A amigos e familiares, Nascimento dizia também estar cansado da rotina sobre duas rodas. Chegou a contar a eles que pretendia vender a Honda. “Ele tinha receio porque havia perdido um colega da mesma forma, na Marginal Pinheiros, fazia dois anos”, afirma Souza. “Só adiava o plano porque não queria voltar a andar de trem.” As Marginais são as campeãs de desastres com moto na cidade.
Dos 1 244 casos com vítima em 2016, 74% (921) envolveram os veículos de duas rodas. Nesse total de ocorrências, quinze motociclistas perderam a vida, segundo a Polícia Militar. Desde a recente mudança nas velocidades, as duas principais vias expressas de São Paulo registraram 48 acidentes, dos quais 39 com motoqueiros. Embora muitos desses condutores sejam imprudentes, as principais causas do problema não estão relacionadas a excessos no velocímetro.
Entre os motivos mais frequentes para trombadas e quedas estão a iluminação deficiente e a enorme quantidade de buracos no asfalto. No passado, ocorreram tentativas de limitar a circulação das motos na metrópole. Em 2010, a Avenida 23 de Maio chegou a ser proibida para elas, o que provocou protestos. A medida acabou revogada em pouco tempo.

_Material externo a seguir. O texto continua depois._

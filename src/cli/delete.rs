//! `wlc delete` command implementation

use anyhow::Result;

use crate::api::Client;

use super::definition::TaskRefArgs;

pub async fn run(client: &Client, args: TaskRefArgs) -> Result<()> {
    // The mutation needs the latest revision, so fetch first.
    let task = client.get_task(args.task_id).await?;
    client.delete_task(task.id, task.revision).await?;
    println!("Deleted task {} | {}", task.id, task.title);
    Ok(())
}
//! `wlc show` command implementation

use anyhow::Result;

use crate::api::Client;

use super::definition::{ShowCommands, TaskRefArgs};

pub async fn run(client: &Client, command: ShowCommands) -> Result<()> {
    match command {
        ShowCommands::Task(args) => run_task(client, args).await,
    }
}

async fn run_task(client: &Client, args: TaskRefArgs) -> Result<()> {
    let task = client.get_task(args.task_id).await?;
    println!("{}", serde_json::to_string_pretty(&task)?);
    Ok(())
}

Naquele mesmo ano, foi vedada a presença de motos na pista expressa da Marginal Tietê, regra que vale até hoje. Lançado no último dia 25, o projeto Marginal Segura não inclui medidas específicas para elas. Para corrigir a ausência e elaborar novas ações, a prefeitura tem realizado reuniões com setores da área de transporte, inclusive o sindicato dos motociclistas.